* [What is needed] Each entry must be output exactly as it appears.

(Saved data entries)

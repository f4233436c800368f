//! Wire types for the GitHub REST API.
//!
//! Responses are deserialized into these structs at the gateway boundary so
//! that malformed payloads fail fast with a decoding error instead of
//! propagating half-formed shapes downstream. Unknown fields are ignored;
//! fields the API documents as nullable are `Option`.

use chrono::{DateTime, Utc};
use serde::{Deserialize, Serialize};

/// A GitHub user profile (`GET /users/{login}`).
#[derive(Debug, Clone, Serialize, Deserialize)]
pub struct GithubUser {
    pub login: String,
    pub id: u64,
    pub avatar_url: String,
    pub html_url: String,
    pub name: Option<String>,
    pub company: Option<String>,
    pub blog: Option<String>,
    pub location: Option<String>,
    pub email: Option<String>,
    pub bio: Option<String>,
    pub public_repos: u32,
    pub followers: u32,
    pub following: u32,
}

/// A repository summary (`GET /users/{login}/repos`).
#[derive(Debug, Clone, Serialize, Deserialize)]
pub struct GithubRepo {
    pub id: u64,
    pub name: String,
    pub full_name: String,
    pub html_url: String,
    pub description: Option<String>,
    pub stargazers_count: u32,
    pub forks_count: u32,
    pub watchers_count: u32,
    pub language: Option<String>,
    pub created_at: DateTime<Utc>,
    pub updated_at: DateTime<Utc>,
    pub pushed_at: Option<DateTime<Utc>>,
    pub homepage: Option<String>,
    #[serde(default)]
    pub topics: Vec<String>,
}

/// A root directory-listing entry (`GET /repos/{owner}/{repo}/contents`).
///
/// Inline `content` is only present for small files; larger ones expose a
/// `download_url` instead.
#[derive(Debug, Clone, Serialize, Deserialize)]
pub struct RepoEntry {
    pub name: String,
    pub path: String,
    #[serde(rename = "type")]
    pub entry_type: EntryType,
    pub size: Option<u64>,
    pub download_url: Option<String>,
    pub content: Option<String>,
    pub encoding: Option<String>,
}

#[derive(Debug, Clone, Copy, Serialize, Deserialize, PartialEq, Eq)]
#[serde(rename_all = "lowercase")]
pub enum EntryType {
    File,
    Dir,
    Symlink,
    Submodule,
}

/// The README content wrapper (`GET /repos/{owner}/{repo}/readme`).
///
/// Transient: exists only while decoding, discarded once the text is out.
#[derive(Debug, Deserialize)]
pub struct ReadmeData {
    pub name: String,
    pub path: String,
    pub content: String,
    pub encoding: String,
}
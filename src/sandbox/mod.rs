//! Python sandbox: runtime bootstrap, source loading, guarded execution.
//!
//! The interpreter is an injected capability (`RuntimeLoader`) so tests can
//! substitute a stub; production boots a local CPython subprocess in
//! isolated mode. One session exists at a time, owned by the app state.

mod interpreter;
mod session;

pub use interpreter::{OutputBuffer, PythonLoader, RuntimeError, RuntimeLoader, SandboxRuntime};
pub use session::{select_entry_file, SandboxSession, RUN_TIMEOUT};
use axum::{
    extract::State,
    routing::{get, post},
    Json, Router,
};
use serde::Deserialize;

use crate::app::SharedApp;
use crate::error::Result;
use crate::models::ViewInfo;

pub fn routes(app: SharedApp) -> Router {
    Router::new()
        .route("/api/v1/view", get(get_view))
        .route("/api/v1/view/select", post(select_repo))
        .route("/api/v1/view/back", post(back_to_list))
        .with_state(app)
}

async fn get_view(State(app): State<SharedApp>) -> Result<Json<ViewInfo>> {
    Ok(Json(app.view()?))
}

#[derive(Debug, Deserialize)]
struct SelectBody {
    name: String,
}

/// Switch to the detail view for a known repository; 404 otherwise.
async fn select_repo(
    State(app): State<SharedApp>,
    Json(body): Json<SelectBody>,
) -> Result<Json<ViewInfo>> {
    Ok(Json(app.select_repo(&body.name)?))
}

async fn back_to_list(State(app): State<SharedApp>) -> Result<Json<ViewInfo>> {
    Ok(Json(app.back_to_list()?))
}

* [Exercise answer]
repository f4233436c800368f
//! Wire types for the GitHub REST API.
//!
//! Responses are deserialized into these structs at the gateway boundary so
//! that malformed payloads fail fast with a decoding error instead of
//! propagating half-formed shapes downstream. Unknown fields are ignored;
//! fields the API documents as nullable are `Option`.

use chrono::{DateTime, Utc};
use serde::{Deserialize, Serialize};

/// A GitHub user profile (`GET /users/{login}`).
#[derive(Debug, Clone, Serialize, Deserialize)]
pub struct GithubUser {
    pub login: String,
    pub id: u64,
    pub avatar_url: String,
    pub html_url: String,
    pub name: Option<String>,
    pub company: Option<String>,
    pub blog: Option<String>,
    pub location: Option<String>,
    pub email: Option<String>,
    pub bio: Option<String>,
    pub public_repos: u32,
    pub followers: u32,
    pub following: u32,
}

/// A repository summary (`GET /users/{login}/repos`).
#[derive(Debug, Clone, Serialize, Deserialize)]
pub struct GithubRepo {
    pub id: u64,
    pub name: String,
    pub full_name: String,
    pub html_url: String,
    pub description: Option<String>,
    pub stargazers_count: u32,
    pub forks_count: u32,
    pub watchers_count: u32,
    pub language: Option<String>,
    pub created_at: DateTime<Utc>,
    pub updated_at: DateTime<Utc>,
    pub pushed_at: Option<DateTime<Utc>>,
    pub homepage: Option<String>,
    #[serde(default)]
    pub topics: Vec<String>,
}

/// A root directory-listing entry (`GET /repos/{owner}/{repo}/contents`).
///
/// Inline `content` is only present for small files; larger ones expose a
/// `download_url` instead.
#[derive(Debug, Clone, Serialize, Deserialize)]
pub struct RepoEntry {
    pub name: String,
    pub path: String,
    #[serde(rename = "type")]
    pub entry_type: EntryType,
    pub size: Option<u64>,
    pub download_url: Option<String>,
    pub content: Option<String>,
    pub encoding: Option<String>,
}

#[derive(Debug, Clone, Copy, Serialize, Deserialize, PartialEq, Eq)]
#[serde(rename_all = "lowercase")]
pub enum EntryType {
    File,
    Dir,
    Symlink,
    Submodule,
}

/// The README content wrapper (`GET /repos/{owner}/{repo}/readme`).
///
/// Transient: exists only while decoding, discarded once the text is out.
#[derive(Debug, Deserialize)]
pub struct ReadmeData {
    pub name: String,
    pub path: String,
    pub content: String,
    pub encoding: String,
}
filename src/sandbox/mod.rs
//! Python sandbox: runtime bootstrap, source loading, guarded execution.
//!
//! The interpreter is an injected capability (`RuntimeLoader`) so tests can
//! substitute a stub; production boots a local CPython subprocess in
//! isolated mode. One session exists at a time, owned by the app state.

mod interpreter;
mod session;

pub use interpreter::{OutputBuffer, PythonLoader, RuntimeError, RuntimeLoader, SandboxRuntime};
pub use session::{select_entry_file, SandboxSession, RUN_TIMEOUT};
use axum::{
    extract::State,
    routing::{get, post},
    Json, Router,
};
use serde::Deserialize;

use crate::app::SharedApp;
use crate::error::Result;
use crate::models::ViewInfo;

pub fn routes(app: SharedApp) -> Router {
    Router::new()
        .route("/api/v1/view", get(get_view))
        .route("/api/v1/view/select", post(select_repo))
        .route("/api/v1/view/back", post(back_to_list))
        .with_state(app)
}

async fn get_view(State(app): State<SharedApp>) -> Result<Json<ViewInfo>> {
    Ok(Json(app.view()?))
}

#[derive(Debug, Deserialize)]
struct SelectBody {
    name: String,
}

/// Switch to the detail view for a known repository; 404 otherwise.
async fn select_repo(
    State(app): State<SharedApp>,
    Json(body): Json<SelectBody>,
) -> Result<Json<ViewInfo>> {
    Ok(Json(app.select_repo(&body.name)?))
}

async fn back_to_list(State(app): State<SharedApp>) -> Result<Json<ViewInfo>> {
    Ok(Json(app.back_to_list()?))
}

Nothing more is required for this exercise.